Two entire chapters are devoted to blockchain, a technology Bindra is passionate about. For him, blockchain is not just a powerful technology but a philosophy—a way to think about the world, a new structure of economic capitalism, a different way to live and to do business.
Blockchain, however, is difficult to understand and he helps the reader by comparing it to, believe it or not, a kitty party: a bunch of women who meet once a month or so to play cards, gossip, eat and, most importantly, pool in some money. In a kitty, each member contributes a sum of money, which goes into a “kitty” or pool. There is a lucky draw, and the winner keeps the kitty. Over the year and every month, each member gets a turn at being the winner once. So, each kitty party is “immutably linked” with the last party, which is linked with the last party, and so on, making a “kitty party chain”. Bindra goes on to explain that there is no one woman or a single, central trusted authority who keeps the money. Every woman trusts the entire group. “Thus, there is trust, but it is distributed trust as opposed to centralized trust.” This is precisely how blockchain works—it harnesses the concept of distributed trust. Analogies like these simplify a complicated concept and make the narrative engaging.
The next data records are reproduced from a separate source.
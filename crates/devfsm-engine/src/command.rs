//! 命令类型定义模块
//!
//! 调用方创建 [`Command`]，通过 `enqueue_command` 交给引擎；此后命令状态
//! 只由引擎（工作线程）写入，调用方轮询 [`Command::status`] 观察结果。
//!
//! # 生命周期
//!
//! ```text
//! Pending ──► Active ──► Success | Error | Timeout | Failed | Rejected
//!    │
//!    └──────► Ignored | Rejected | Timeout   （未被执行即结束）
//! ```
//!
//! 终态只会写入一次，之后不再改变。

use num_enum::{IntoPrimitive, TryFromPrimitive};
use std::any::Any;
use std::fmt;
use std::sync::atomic::{AtomicU8, AtomicU64, Ordering};
use std::time::{Duration, Instant};

/// 命令生命周期状态
#[derive(Debug, Clone, Copy, PartialEq, Eq, PartialOrd, Ord, Hash, IntoPrimitive, TryFromPrimitive)]
#[cfg_attr(feature = "serde", derive(serde::Serialize, serde::Deserialize))]
#[repr(u8)]
pub enum CommandStatus {
    /// 已入队，等待执行
    Pending = 0,
    /// 已出队，正在由当前状态执行
    Active = 1,
    Success = 2,
    Error = 3,
    Timeout = 4,
    /// 队列已满等原因未被接收
    Ignored = 5,
    Rejected = 6,
    Failed = 7,
}

impl CommandStatus {
    pub fn is_terminal(self) -> bool {
        !matches!(self, Self::Pending | Self::Active)
    }

    pub fn is_success(self) -> bool {
        self == Self::Success
    }

    /// 以失败告终（不含 Ignored/Rejected 这类"未执行"的结束）
    pub fn is_failure(self) -> bool {
        matches!(self, Self::Error | Self::Timeout | Self::Failed)
    }
}

impl fmt::Display for CommandStatus {
    fn fmt(&self, f: &mut fmt::Formatter<'_>) -> fmt::Result {
        fmt::Debug::fmt(self, f)
    }
}

/// 命令状态（原子版本，用于线程间共享）
///
/// 写入规则：
/// - `Pending → Active` 只能发生一次
/// - 任意非终态 → 终态 只能发生一次
#[derive(Debug)]
pub struct AtomicCommandStatus {
    inner: AtomicU8,
}

impl AtomicCommandStatus {
    pub fn new(status: CommandStatus) -> Self {
        Self {
            inner: AtomicU8::new(status.into()),
        }
    }

    pub fn get(&self) -> CommandStatus {
        // 只有本类型写入 inner，值总是合法的
        CommandStatus::try_from(self.inner.load(Ordering::Acquire)).unwrap_or(CommandStatus::Failed)
    }

    /// 比较并交换，成功返回 true
    fn compare_exchange(&self, current: CommandStatus, new: CommandStatus) -> bool {
        self.inner
            .compare_exchange(current.into(), new.into(), Ordering::AcqRel, Ordering::Acquire)
            .is_ok()
    }

    /// Pending → Active
    pub(crate) fn activate(&self) -> bool {
        self.compare_exchange(CommandStatus::Pending, CommandStatus::Active)
    }

    /// 写入终态；已处于终态时返回 false 且不做修改
    pub(crate) fn settle(&self, status: CommandStatus) -> bool {
        if !status.is_terminal() {
            debug_assert!(false, "settle() called with non-terminal status {status:?}");
            return false;
        }
        loop {
            let current = self.get();
            if current.is_terminal() {
                return false;
            }
            if self.compare_exchange(current, status) {
                return true;
            }
        }
    }
}

/// 领域命令类型
///
/// 通常是设备自己的枚举（Open、Close、Measure ...）。引擎不解释它，
/// 只在错误状态中通过 [`CommandKind::is_reset`] 识别复位命令。
pub trait CommandKind: fmt::Debug + Send + Sync + 'static {
    fn is_reset(&self) -> bool {
        false
    }
}

/// 不透明的命令参数
pub type Payload = Box<dyn Any + Send + Sync>;

/// 调用方命令
pub struct Command<K> {
    id: u64,
    kind: K,
    payload: Option<Payload>,
    created_at: Instant,
    deadline: Option<Instant>,
    status: AtomicCommandStatus,
}

impl<K: CommandKind> Command<K> {
    /// 创建命令（初始状态 Pending）
    ///
    /// `id` 由调用方提供，通常来自引擎的 [`CommandSequence`]。
    pub fn new(id: u64, kind: K) -> Self {
        Self {
            id,
            kind,
            payload: None,
            created_at: Instant::now(),
            deadline: None,
            status: AtomicCommandStatus::new(CommandStatus::Pending),
        }
    }

    pub fn with_payload<T: Any + Send + Sync>(mut self, payload: T) -> Self {
        self.payload = Some(Box::new(payload));
        self
    }

    /// 排队超时：超过该时间仍未被取出执行，则以 Timeout 结束
    pub fn with_timeout(mut self, timeout: Duration) -> Self {
        self.deadline = Some(self.created_at + timeout);
        self
    }

    pub fn id(&self) -> u64 {
        self.id
    }

    pub fn kind(&self) -> &K {
        &self.kind
    }

    pub fn payload<T: Any>(&self) -> Option<&T> {
        self.payload.as_ref().and_then(|p| p.downcast_ref::<T>())
    }

    pub fn has_payload(&self) -> bool {
        self.payload.is_some()
    }

    pub fn deadline(&self) -> Option<Instant> {
        self.deadline
    }

    pub fn age(&self) -> Duration {
        self.created_at.elapsed()
    }

    pub fn status(&self) -> CommandStatus {
        self.status.get()
    }

    pub fn is_settled(&self) -> bool {
        self.status().is_terminal()
    }

    pub(crate) fn is_expired(&self, now: Instant) -> bool {
        self.deadline.is_some_and(|d| now >= d)
    }

    pub(crate) fn activate(&self) -> bool {
        self.status.activate()
    }

    pub(crate) fn settle(&self, status: CommandStatus) -> bool {
        self.status.settle(status)
    }

    /// 等待命令进入终态
    ///
    /// 轮询实现（1ms 间隔）；超时返回当时的状态（可能仍为非终态）。
    pub fn wait(&self, timeout: Duration) -> CommandStatus {
        let start = Instant::now();
        loop {
            let status = self.status();
            if status.is_terminal() || start.elapsed() >= timeout {
                return status;
            }
            std::thread::sleep(Duration::from_millis(1));
        }
    }
}

impl<K: fmt::Debug> fmt::Debug for Command<K> {
    fn fmt(&self, f: &mut fmt::Formatter<'_>) -> fmt::Result {
        f.debug_struct("Command")
            .field("id", &self.id)
            .field("kind", &self.kind)
            .field("status", &self.status.get())
            .field("has_payload", &self.payload.is_some())
            .field("deadline", &self.deadline)
            .finish()
    }
}

/// 命令 id 生成器（每个引擎一个，从 1 开始）
#[derive(Debug)]
pub struct CommandSequence {
    next: AtomicU64,
}

impl CommandSequence {
    pub fn new() -> Self {
        Self::starting_at(1)
    }

    pub fn starting_at(first: u64) -> Self {
        Self {
            next: AtomicU64::new(first),
        }
    }

    pub fn next_id(&self) -> u64 {
        self.next.fetch_add(1, Ordering::Relaxed)
    }
}

impl Default for CommandSequence {
    fn default() -> Self {
        Self::new()
    }
}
As for the title, Bindra writes that in a world dominated by cacophony, “where we look at our phone more than 2,000 times every day to try and take in the half a million tweets, the hundred thousand Instagram photos, 50 million WhatsApp messages which are sent every minute”, not including the videos and emails, it is a whisper that can be heard far more clearly. “Therefore, I have dredged into my experience and scoured the world to collect all these whispers,” he writes.
There are other technologies that Bindra has not covered: 5G, quantum computing and DNA computing. All this in “The Tech Whisperer 2″, perhaps?